HOW TO COMPLETE THIS TASK —
What you should write out is every line from the one containing "pub use driver::CrosstermDriver;" to the end of the data, exactly and with nothing else.

[Stored data]
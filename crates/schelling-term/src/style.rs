//! Visual styling: [`Color`], [`AttrMask`], [`Style`] and the screen [`Cell`].

use std::ops::BitOr;

use schelling_sim::Category;

// ---------------------------------------------------------------------------
// Color
// ---------------------------------------------------------------------------

/// An RGB colour packed into a `u32` (0x00RRGGBB).
#[derive(Copy, Clone, Debug, PartialEq, Eq, Hash, Default)]
pub struct Color(pub u32);

impl Color {
    /// The terminal's default colour.
    pub const DEFAULT: Self = Self(0);

    #[inline]
    pub const fn from_rgb(r: u8, g: u8, b: u8) -> Self {
        Self(((r as u32) << 16) | ((g as u32) << 8) | (b as u32))
    }

    #[inline]
    pub const fn r(self) -> u8 {
        ((self.0 >> 16) & 0xFF) as u8
    }

    #[inline]
    pub const fn g(self) -> u8 {
        ((self.0 >> 8) & 0xFF) as u8
    }

    #[inline]
    pub const fn b(self) -> u8 {
        (self.0 & 0xFF) as u8
    }

    /// Display colour of a category. Unnamed categories share a grey.
    pub const fn of_category(category: Category) -> Self {
        match category.index() {
            0 => Self::from_rgb(220, 50, 50),
            1 => Self::from_rgb(60, 110, 235),
            2 => Self::from_rgb(60, 190, 90),
            3 => Self::from_rgb(230, 200, 60),
            _ => Self::from_rgb(170, 170, 170),
        }
    }
}

// ---------------------------------------------------------------------------
// AttrMask
// ---------------------------------------------------------------------------

/// Bitmask of text attributes.
#[derive(Copy, Clone, Debug, PartialEq, Eq, Hash, Default)]
pub struct AttrMask(pub u8);

impl AttrMask {
    pub const NONE: Self = Self(0);
    pub const BOLD: Self = Self(1 << 0);
    pub const DIM: Self = Self(1 << 1);
    pub const REVERSE: Self = Self(1 << 2);

    #[inline]
    pub const fn contains(self, other: Self) -> bool {
        (self.0 & other.0) == other.0
    }

    #[inline]
    pub const fn is_empty(self) -> bool {
        self.0 == 0
    }
}

impl BitOr for AttrMask {
    type Output = Self;
    #[inline]
    fn bitor(self, rhs: Self) -> Self {
        Self(self.0 | rhs.0)
    }
}

// ---------------------------------------------------------------------------
// Style / Cell
// ---------------------------------------------------------------------------

#[derive(Copy, Clone, Debug, PartialEq, Eq, Hash, Default)]
pub struct Style {
    pub fg: Color,
    pub bg: Color,
    pub attrs: AttrMask,
}

impl Style {
    #[inline]
    pub const fn with_fg(mut self, fg: Color) -> Self {
        self.fg = fg;
        self
    }

    #[inline]
    pub const fn with_attrs(mut self, attrs: AttrMask) -> Self {
        self.attrs = attrs;
        self
    }
}

/// A styled character on screen.
#[derive(Copy, Clone, Debug, PartialEq, Eq, Hash)]
pub struct Cell {
    pub ch: char,
    pub style: Style,
}

impl Cell {
    #[inline]
    pub const fn new(ch: char, style: Style) -> Self {
        Self { ch, style }
    }

    #[inline]
    pub const fn with_char(mut self, ch: char) -> Self {
        self.ch = ch;
        self
    }

    #[inline]
    pub const fn with_style(mut self, style: Style) -> Self {
        self.style = style;
        self
    }
}

impl Default for Cell {
    #[inline]
    fn default() -> Self {
        Self {
            ch: ' ',
            style: Style::default(),
        }
    }
}
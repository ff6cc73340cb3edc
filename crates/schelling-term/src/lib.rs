//! Terminal viewer for the Schelling segregation simulator.
//!
//! The viewer is a plain consumer of the engine: an Elm-style [`App`] loop
//! owns a fixed-interval timer and delivers [`Msg::Tick`] to the [`Viewer`]
//! model, which advances the simulation and paints its committed snapshot
//! into a screen grid. Only changed screen cells reach the terminal.

pub mod app;
pub mod cli;
pub mod driver;
pub mod frame;
pub mod messages;
pub mod style;
pub mod viewer;

pub use app::{App, AppConfig, Context, Driver, Effect, Model};
pub use cli::Args;
pub use driver::CrosstermDriver;
pub use messages::{Key, ModMask, Msg};
pub use style::{AttrMask, Cell, Color, Style};
pub use viewer::Viewer;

SOLUTION TO THIS PROBLEM —
pub use driver::CrosstermDriver;
pub use messages::{Key, ModMask, Msg};
pub use style::{AttrMask, Cell, Color, Style};
pub use viewer::Viewer;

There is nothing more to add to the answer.